Four is OK as long as I get to pick them.
It’s really frustrating to see Republicans doing everything they can to try and limit ballot measures… These are issues people want addressed and the majority in Pierre will not act on.
Our own Drew Dennertt is also trying to warn people against the evils of ballot measures.
Are they just afraid of the power of the people?
What’s purpose does that serve? Absolutely none, except to muddy up the ballot measure process. The guy is carrying this for some hidden special interest. He’s just wants to pretend he’s solving a problem that some special interest thinks this will solve.
The 1998 amendments failure by the Legislature brought on a hissy fit over the next few years in which the the power structure blamed the Legislature’s failure to support their amendments on the number of measures on the ballot. Hey, they put the most measures on the ballot that year, but the power structure, as is their usual stategy, blamed the people for using the initiative process, and tried to end, or severely cripple the initiative process. They couldn’t repeal it, so over the next several years you had the ridiculous bureaucratization of the process to make it harder to use. That’s why you ended up with the cock-up of a process you have now.
I don’t know this Bolin character, but he always seems to be carrying water for or kissing the ass of some special interest or another. He seems to be pretty dense, a publicity seeker, and somebody who tcan’t think clearly about anything. Am I wrong?

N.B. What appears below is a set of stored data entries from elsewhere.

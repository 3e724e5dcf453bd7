// src/set/query.rs

//! Read-only lookups over a finished set: the file tree, property
//! providers and unsatisfied requirements.

use super::records::{Entry, PropertyKind, Relation};
use super::{EntryRef, PackageRef, PackageSet, PropertyRef};
use crate::version::versioncmp;
use std::cmp::Ordering;
use std::collections::{BTreeSet, HashSet};

/// Iterator over the contiguous run of children of a directory entry
pub struct Children<'a> {
    set: &'a PackageSet,
    next: Option<u32>,
}

impl<'a> Children<'a> {
    pub(crate) fn new(set: &'a PackageSet, dir: &Entry) -> Self {
        Self {
            set,
            next: dir.has_children().then_some(dir.start),
        }
    }
}

impl<'a> Iterator for Children<'a> {
    type Item = EntryRef<'a>;

    fn next(&mut self) -> Option<EntryRef<'a>> {
        let entry = self.set.entry(self.next?)?;
        self.next = if entry.record().is_last() {
            None
        } else {
            Some(entry.index() + 1)
        };
        Some(entry)
    }
}

impl PackageSet {
    /// The root directory, absent when the file sections were not loaded
    pub fn root(&self) -> Option<EntryRef<'_>> {
        self.entry(0)
    }

    /// Resolve an absolute path to its entry. Empty components are ignored,
    /// so `/usr//bin/` finds `/usr/bin`.
    pub fn find_entry(&self, path: &str) -> Option<EntryRef<'_>> {
        let mut entry = self.root()?;
        for component in path.split('/').filter(|c| !c.is_empty()) {
            entry = entry.children().find(|e| e.name() == component)?;
        }
        Some(entry)
    }

    /// Every path at or below `path`, in tree order
    pub fn list_files(&self, path: &str) -> Vec<String> {
        let Some(entry) = self.find_entry(path) else {
            return Vec::new();
        };

        let mut prefix = normalize(path);
        let mut paths = Vec::new();
        if entry.index() != 0 {
            paths.push(prefix.clone());
        }
        self.walk(entry, &mut prefix, &mut |_, path| paths.push(path.to_string()));
        paths
    }

    /// Packages owning `path`
    pub fn file_packages(&self, path: &str) -> Vec<PackageRef<'_>> {
        self.find_entry(path)
            .map(|entry| entry.packages().collect())
            .unwrap_or_default()
    }

    /// Packages with a provides property called `name`
    pub fn what_provides(&self, name: &str) -> Vec<PackageRef<'_>> {
        self.packages_with(name, PropertyKind::Provides)
    }

    /// Packages with a requires property called `name`
    pub fn what_requires(&self, name: &str) -> Vec<PackageRef<'_>> {
        self.packages_with(name, PropertyKind::Requires)
    }

    /// Requires properties that nothing in the set satisfies.
    ///
    /// A requirement is met by a provides property of the same name whose
    /// version falls in the required relation (an unversioned provide meets
    /// anything), by a package of that name and version, or, for absolute
    /// paths, by a file entry.
    pub fn unsatisfied_requires(&self) -> Vec<PropertyRef<'_>> {
        self.properties()
            .filter(|p| p.kind() == PropertyKind::Requires)
            .filter(|required| !self.is_satisfied(required))
            .collect()
    }

    fn is_satisfied(&self, required: &PropertyRef<'_>) -> bool {
        let name = required.name();
        let relation = required.relation();
        let version = required.version();

        if name.starts_with('/') && self.find_entry(name).is_some() {
            return true;
        }

        let provided = self
            .properties_named(name)
            .filter(|p| p.kind() == PropertyKind::Provides)
            .any(|p| satisfies(relation, version, p.version()));

        provided
            || self
                .find_packages(name)
                .any(|p| satisfies(relation, version, p.version()))
    }

    fn packages_with(&self, name: &str, kind: PropertyKind) -> Vec<PackageRef<'_>> {
        let indices: BTreeSet<u32> = self
            .properties_named(name)
            .filter(|p| p.kind() == kind)
            .flat_map(|p| p.packages().map(|pkg| pkg.index()))
            .collect();
        indices.into_iter().filter_map(|i| self.package(i)).collect()
    }

    /// Depth-first walk below `dir`, handing each entry its full path
    fn walk<'a>(
        &'a self,
        dir: EntryRef<'a>,
        prefix: &mut String,
        visit: &mut dyn FnMut(EntryRef<'a>, &str),
    ) {
        for child in dir.children() {
            let len = prefix.len();
            prefix.push('/');
            prefix.push_str(child.name());
            visit(child, prefix);
            if child.has_children() {
                self.walk(child, prefix, visit);
            }
            prefix.truncate(len);
        }
    }
}

impl PackageRef<'_> {
    /// Full paths of the files this package owns, in tree order
    pub fn file_paths(&self) -> Vec<String> {
        let owned: HashSet<u32> = self.files().collect();
        let set = self.set();
        let Some(root) = set.root() else {
            return Vec::new();
        };

        let mut paths = Vec::new();
        set.walk(root, &mut String::new(), &mut |entry, path| {
            if owned.contains(&entry.index()) {
                paths.push(path.to_string());
            }
        });
        paths
    }
}

/// Whether a provided version meets a required relation
fn satisfies(required: Relation, required_version: &str, provided_version: &str) -> bool {
    if required == Relation::Any || provided_version.is_empty() {
        return true;
    }

    match versioncmp(provided_version, required_version) {
        Ordering::Less => matches!(required, Relation::Less | Relation::LessEqual),
        Ordering::Equal => matches!(
            required,
            Relation::LessEqual | Relation::Equal | Relation::GreaterEqual
        ),
        Ordering::Greater => matches!(required, Relation::Greater | Relation::GreaterEqual),
    }
}

/// `/a//b/` to `/a/b`; the root is the empty string so children append cleanly
fn normalize(path: &str) -> String {
    path.split('/')
        .filter(|c| !c.is_empty())
        .fold(String::new(), |mut out, c| {
            out.push('/');
            out.push_str(c);
            out
        })
}
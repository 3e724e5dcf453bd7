// src/importer.rs

//! Building package sets
//!
//! The [`Importer`] is fed one package at a time:
//!
//! ```
//! use razor::importer::Importer;
//!
//! let mut importer = Importer::new();
//! importer.begin_package("bash", "5.2.26-1");
//! importer.set_arch("x86_64");
//! importer.add_requires("glibc", "2.38");
//! importer.add_provides("sh", "");
//! importer.add_file("/usr/bin/bash");
//! importer.finish_package();
//!
//! let set = importer.finish();
//! assert_eq!(set.package_count(), 1);
//! ```
//!
//! Strings and properties are deduplicated as they arrive; ordering,
//! index assignment and the file tree layout are settled in
//! [`Importer::finish`]. Every string passed in must be free of NUL bytes;
//! one that is not panics in [`HashTable::insert`](crate::hashtable::HashTable::insert).

use crate::assemble::Draft;
use crate::list::RelationList;
use crate::set::{Package, PackageSet, PropertyFlags, PropertyKind, Relation};
use tracing::{debug, warn};

/// Incremental builder for a [`PackageSet`]
#[derive(Debug)]
pub struct Importer {
    draft: Draft,
    current: Option<OpenPackage>,
}

/// The package between `begin_package` and `finish_package`
#[derive(Debug)]
struct OpenPackage {
    record: Package,
    properties: Vec<u32>,
    files: Vec<u32>,
}

impl Default for Importer {
    fn default() -> Self {
        Self::new()
    }
}

impl Importer {
    pub fn new() -> Self {
        Self {
            draft: Draft::new(),
            current: None,
        }
    }

    /// Start a package. An empty version is stored as the empty string.
    ///
    /// # Panics
    ///
    /// Panics if the previous package was not finished, or if `name` or
    /// `version` contains a NUL byte.
    pub fn begin_package(&mut self, name: &str, version: &str) {
        if let Some(open) = &self.current {
            panic!(
                "begin_package({}) while package {} is still open",
                name,
                self.draft.strings.get(open.record.name).unwrap_or("")
            );
        }

        let record = Package {
            name: self.draft.strings.insert(name),
            version: self.draft.strings.insert(version),
            ..Package::default()
        };
        self.current = Some(OpenPackage {
            record,
            properties: Vec::new(),
            files: Vec::new(),
        });
    }

    /// # Panics
    ///
    /// Panics outside `begin_package`/`finish_package`.
    pub fn set_arch(&mut self, arch: &str) {
        let arch = self.draft.strings.insert(arch);
        self.open("set_arch").record.arch = arch;
    }

    /// Descriptive fields, kept in the details pool
    ///
    /// # Panics
    ///
    /// Panics outside `begin_package`/`finish_package`.
    pub fn set_details(&mut self, summary: &str, description: &str, url: &str, license: &str) {
        let details = &mut self.draft.details;
        let [summary, description, url, license] =
            [summary, description, url, license].map(|s| details.insert(s));

        let record = &mut self.open("set_details").record;
        record.summary = summary;
        record.description = description;
        record.url = url;
        record.license = license;
    }

    /// Attach a property to the open package. Identical properties are
    /// shared between packages and recorded once per package.
    ///
    /// # Panics
    ///
    /// Panics outside `begin_package`/`finish_package`.
    pub fn add_property(&mut self, name: &str, relation: Relation, kind: PropertyKind, version: &str) {
        self.open("add_property");
        let name = self.draft.strings.insert(name);
        let version = self.draft.strings.insert(version);
        let id = self.draft.property(name, PropertyFlags::new(kind, relation), version);
        self.open("add_property").properties.push(id);
    }

    /// Require `name`, at least at `version` when one is given
    pub fn add_requires(&mut self, name: &str, version: &str) {
        let relation = versioned(version, Relation::GreaterEqual);
        self.add_property(name, relation, PropertyKind::Requires, version);
    }

    /// Provide `name`, exactly at `version` when one is given
    pub fn add_provides(&mut self, name: &str, version: &str) {
        let relation = versioned(version, Relation::Equal);
        self.add_property(name, relation, PropertyKind::Provides, version);
    }

    pub fn add_conflicts(&mut self, name: &str, relation: Relation, version: &str) {
        self.add_property(name, relation, PropertyKind::Conflicts, version);
    }

    pub fn add_obsoletes(&mut self, name: &str, relation: Relation, version: &str) {
        self.add_property(name, relation, PropertyKind::Obsoletes, version);
    }

    /// Record that the open package owns `path`. Missing parent directories
    /// are created; they are not owned unless added themselves.
    ///
    /// # Panics
    ///
    /// Panics outside `begin_package`/`finish_package`.
    pub fn add_file(&mut self, path: &str) {
        self.open("add_file");
        let draft = &mut self.draft;
        match draft.tree.insert_path(&mut draft.file_strings, path) {
            Some(node) => self.open("add_file").files.push(node),
            None => warn!("Ignoring file path without components: {:?}", path),
        }
    }

    /// Commit the open package
    ///
    /// # Panics
    ///
    /// Panics if no package is open.
    pub fn finish_package(&mut self) {
        let Some(mut open) = self.current.take() else {
            panic!("finish_package called without begin_package");
        };

        open.properties.sort_unstable();
        open.properties.dedup();
        open.files.sort_unstable();
        open.files.dedup();

        let draft = &mut self.draft;
        open.record.properties = RelationList::from_items(&mut draft.property_pool, &open.properties, false);
        open.record.files = RelationList::from_items(&mut draft.file_pool, &open.files, false);
        draft.packages.push(open.record);
    }

    /// Number of packages committed so far
    pub fn package_count(&self) -> usize {
        self.draft.packages.len()
    }

    /// Sort and link everything into a finished set
    ///
    /// # Panics
    ///
    /// Panics if a package is still open.
    pub fn finish(self) -> PackageSet {
        assert!(
            self.current.is_none(),
            "finish called with a package still open"
        );
        debug!(
            "Importer finishing {} packages, {} properties",
            self.draft.packages.len(),
            self.draft.properties.len()
        );
        self.draft.finish()
    }

    fn open(&mut self, call: &str) -> &mut OpenPackage {
        match self.current.as_mut() {
            Some(open) => open,
            None => panic!("{} called outside begin_package/finish_package", call),
        }
    }
}

fn versioned(version: &str, relation: Relation) -> Relation {
    if version.is_empty() {
        Relation::Any
    } else {
        relation
    }
}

So to lead by example is the legislature going to limit themselves to 25 bills per session? OHHH, but they think the people are to stupid to present good laws. Those same people that voted him in.
Yes, Adam, you pegged it. Drew’s party is very much afraid of people power checking their Legislative prerogative.
The arrogance of Bolin in trying to limit the power of the people of SD to propose their own laws is breathtaking. It was my understanding that Republicans commonly stand for limiting government–not limiting the people’s right to govern themselves. It is as if Bolin sees himself as part of a ruling class that shan’t tolerate political insurrection by the masses. His world view would fit in well with the aristocracy of old England with him as the lord of the manor. His limited vision for the future of SD is part of the chains of our past holding this state back.
Metathesiophobia
What they really need to do is put a cap on Bolen’s idiotic ideas.
Senator Bolin is not dense, Mr. Pay. Just the opposite. He is very clever. Bolin is the tip of the Republican spear. Whether it is redistricting issues or ballot issues, Sen. Bolin is always trying to stack the deck for the GOP Party. Democrats underestimate him at their own peril.
If Bolin is the “tip of the Republican spear,” it needs a good sharpening.
He’s been quoted already as saying he doesn’t want to “go down that road” of limiting ballot measures. I’d call him pretty dense or a gifted liar if he really proposes this. Maybe he’s trial ballooning it, but it’s a pretty sad effort.